Recently Globalnews.ca made the move to WordPress and we were tasked with migrating all their data from their existing custom MSSQL-based environment to the new WordPress environment hosted with WordPress.com VIP. We have a normal process for this kind of thing, and it goes something like this:
- Create a local WordPress install and get rid of the default posts, comments, and meta data.
- Put the clients old data into tables in the same WordPress database.
- Write a script that pulls the data from the old tables and uses a combination of WordPress functions and direct database queries to put it into the WordPress install.
- Check the data and if it’s not quite right blast out the posts, comments, and meta data and go back to step 3.
- When the data is exactly what we want in WordPress we use wp-cli to export the data in WXR format, and submit those files to WordPress.com VIP.
It sounds pretty straight forward, and usually it is, with the most difficult part obviously being the script that imports the data from the old tables into WordPress. Not this time however. This time the most difficult part turned out to be step 2, putting the clients data into the same database as WordPress. The problem was that the conversion from MSSQL to MySQL was no trivial matter.
Often you can use MySQL Workbench to migrate data from MSSQL to MySQL, so we started by spinning up a Windows cloud server with MSSQL. We imported the data into an MSSQL database on this new server, and then we installed MySQL and the MySQL Workbench. Due to the large amount of data being converted, we ran into memory issues several times and had to resize the cloud server, but once the memory issues were under control we realized that MySQL Workbench simply could not migrate many of the tables that we needed.
After many hours of digging and research, I finally found the problem. It turns out that there were a couple data types that were causing things to choke. In our case that was mostly limited to nvarchar and ntext. Why? Well because MSSQL doesn’t actually support UTF-8. What?! I know…I was surprised too, but it seems MSSQL doesn’t support the standard in character encoding.

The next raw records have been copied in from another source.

//! Text tokenizer for indexing and query terms
//!
//! Pipeline: UAX#29 word boundaries → remove non-alphanumeric → lowercase
//!
//! No stopwords and no stemming: phrase matching compares token sequences
//! position by position, so documents and queries must tokenize identically
//! and every word must keep its slot.
//!
//! Han and Hiragana characters have no word-boundary rule joining them, so
//! UAX#29 already yields them one character at a time. Katakana runs and
//! Hangul syllable blocks stay together.

use unicode_segmentation::UnicodeSegmentation;

/// Tokenize text into searchable terms.
///
/// # Example
///
/// ```
/// use agora_store::tokenizer::tokenize;
///
/// let tokens = tokenize("Don't eat the Eggs!");
/// assert_eq!(tokens, vec!["dont", "eat", "the", "eggs"]);
/// ```
pub fn tokenize(text: &str) -> Vec<String> {
    text.unicode_words()
        .map(|w| {
            w.chars()
                .filter(|c| c.is_alphanumeric())
                .flat_map(char::to_lowercase)
                .collect::<String>()
        })
        .filter(|s| !s.is_empty())
        .collect()
}

/// Tokenize and deduplicate, keeping first-occurrence order.
pub fn tokenize_unique(text: &str) -> Vec<String> {
    let mut seen = rustc_hash::FxHashSet::default();
    tokenize(text)
        .into_iter()
        .filter(|t| seen.insert(t.clone()))
        .collect()
}

/// Whether a character belongs to a script written without spaces
pub fn is_cjk(c: char) -> bool {
    matches!(c,
        '\u{3040}'..='\u{309F}'   // Hiragana
        | '\u{30A0}'..='\u{30FF}' // Katakana
        | '\u{3400}'..='\u{4DBF}' // CJK Extension A
        | '\u{4E00}'..='\u{9FFF}' // CJK Unified Ideographs
        | '\u{AC00}'..='\u{D7AF}' // Hangul Syllables
        | '\u{F900}'..='\u{FAFF}' // CJK Compatibility Ideographs
        | '\u{20000}'..='\u{2A6DF}'
    )
}

/// Whether any character of `text` is CJK
pub fn contains_cjk(text: &str) -> bool {
    text.chars().any(is_cjk)
}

Instead it has nvarchar and ntext that don’t store as UTF-8 but offer similar output in a classic Microsoft-proprietary way.
I was able to work around this limitation by creating duplicate tables for each table that contained one of these field types, using nvarchar in place of varchar and ntext in place of text. Then I ran queries to select the data from the old tables and insert it into these newly created tables.

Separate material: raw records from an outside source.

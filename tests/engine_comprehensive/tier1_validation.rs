//! Tier 1: Query Validation
//!
//! Too-short and empty queries are reported through a flagged empty
//! result set, never an error. Quoted phrases are exempt from the length
//! gate, and normalization is idempotent.

use super::test_utils::*;
use agora::{normalize, Identity, SearchConfig};
use proptest::prelude::*;

fn forum() -> Forum {
    let forum = Forum::new();
    forum.topic(1, "Evil trout", "the evil trout lurks in the pond", 0);
    forum.topic(2, "Letters", "a b c d are the first letters", 1);
    forum
}

// ============================================================================
// Minimum length
// ============================================================================

#[test]
fn test_tier1_short_term_is_invalid() {
    let engine = forum().engine(SearchConfig::default().with_min_search_term_length(5));
    let results = engine.execute("evil", &topic_search(Identity::Anonymous)).unwrap();
    assert!(results.invalid);
    assert_eq!(results.term, "");
    assert!(results.is_empty());
}

#[test]
fn test_tier1_one_long_term_makes_query_valid() {
    let engine = forum().engine(SearchConfig::default().with_min_search_term_length(5));
    let results = engine
        .execute("evil trout", &topic_search(Identity::Anonymous))
        .unwrap();
    assert!(!results.invalid);
    assert_eq!(results.term, "evil trout");
    assert_eq!(topic_ids(&results), vec![1]);
}

#[test]
fn test_tier1_quoted_phrase_ignores_min_length() {
    let engine = forum().engine(SearchConfig::default().with_min_search_term_length(5));
    let results = engine
        .execute("\"a b c d\"", &topic_search(Identity::Anonymous))
        .unwrap();
    assert!(!results.invalid);
    assert_eq!(topic_ids(&results), vec![2]);
}

#[test]
fn test_tier1_request_override_wins() {
    let engine = forum().engine(SearchConfig::default().with_min_search_term_length(5));
    let results = engine
        .execute(
            "evil",
            &topic_search(Identity::Anonymous).with_min_search_term_length(2),
        )
        .unwrap();
    assert!(!results.invalid);
    assert_eq!(topic_ids(&results), vec![1]);
}

#[test]
fn test_tier1_empty_and_whitespace_are_invalid() {
    let engine = forum().engine(SearchConfig::default());
    for term in ["", "   ", "\u{200B}\u{FEFF}"] {
        let results = engine.execute(term, &topic_search(Identity::Anonymous)).unwrap();
        assert!(results.invalid, "{:?} should be invalid", term);
    }
}

#[test]
fn test_tier1_filter_only_query_is_valid() {
    let engine = forum().engine(SearchConfig::default());
    let results = engine
        .execute("order:latest", &topic_search(Identity::Anonymous))
        .unwrap();
    assert!(!results.invalid);
    assert_eq!(topic_ids(&results), vec![2, 1]);
}

#[test]
fn test_tier1_punctuation_only_is_invalid() {
    let engine = forum().engine(SearchConfig::default());
    for term in ["?????", "\"...\"", "(((***)))", "'!!!'"] {
        let results = engine.execute(term, &topic_search(Identity::Anonymous)).unwrap();
        assert!(results.invalid, "{:?} should be invalid", term);
        assert!(results.is_empty(), "{:?} should find nothing", term);
    }
}

#[test]
fn test_tier1_punctuation_does_not_pad_short_terms() {
    let engine = forum().engine(SearchConfig::default().with_min_search_term_length(5));
    let results = engine
        .execute("evil!!!", &topic_search(Identity::Anonymous))
        .unwrap();
    assert!(results.invalid);
}

// ============================================================================
// Normalization
// ============================================================================

#[test]
fn test_tier1_normalization_trims_and_strips() {
    assert_eq!(normalize(Some("  evil\u{200B} trout \n")), "evil trout");
    assert_eq!(normalize(None), "");
}

proptest! {
    #[test]
    fn test_tier1_normalization_is_idempotent(input in "\\PC{0,40}") {
        let once = normalize(Some(&input));
        prop_assert_eq!(normalize(Some(&once)), once.clone());
    }
}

CREATE TABLE [dbo].[ImportFixed]( [RowNum] [bigint] NULL, [post_title] [nvarchar](200) NOT NULL, -- Previously varchar [content_html] [ntext] NULL -- Previously text ) ON [PRIMARY] TEXTIMAGE_ON [PRIMARY] GO ---------------------- INSERT INTO [import].[dbo].[ImportFixed]( [RowNum], [post_title], [content_html] ) SELECT [RowNum], [post_title], [content_html] FROM [import].[dbo].[Import] GO
This then allowed MySQL Workbench to properly handle the encoding during it’s migration from MSSQL to MySQL. Even once the process is known it’s tedious and time consuming at best, but it seems to be very reliable and stable.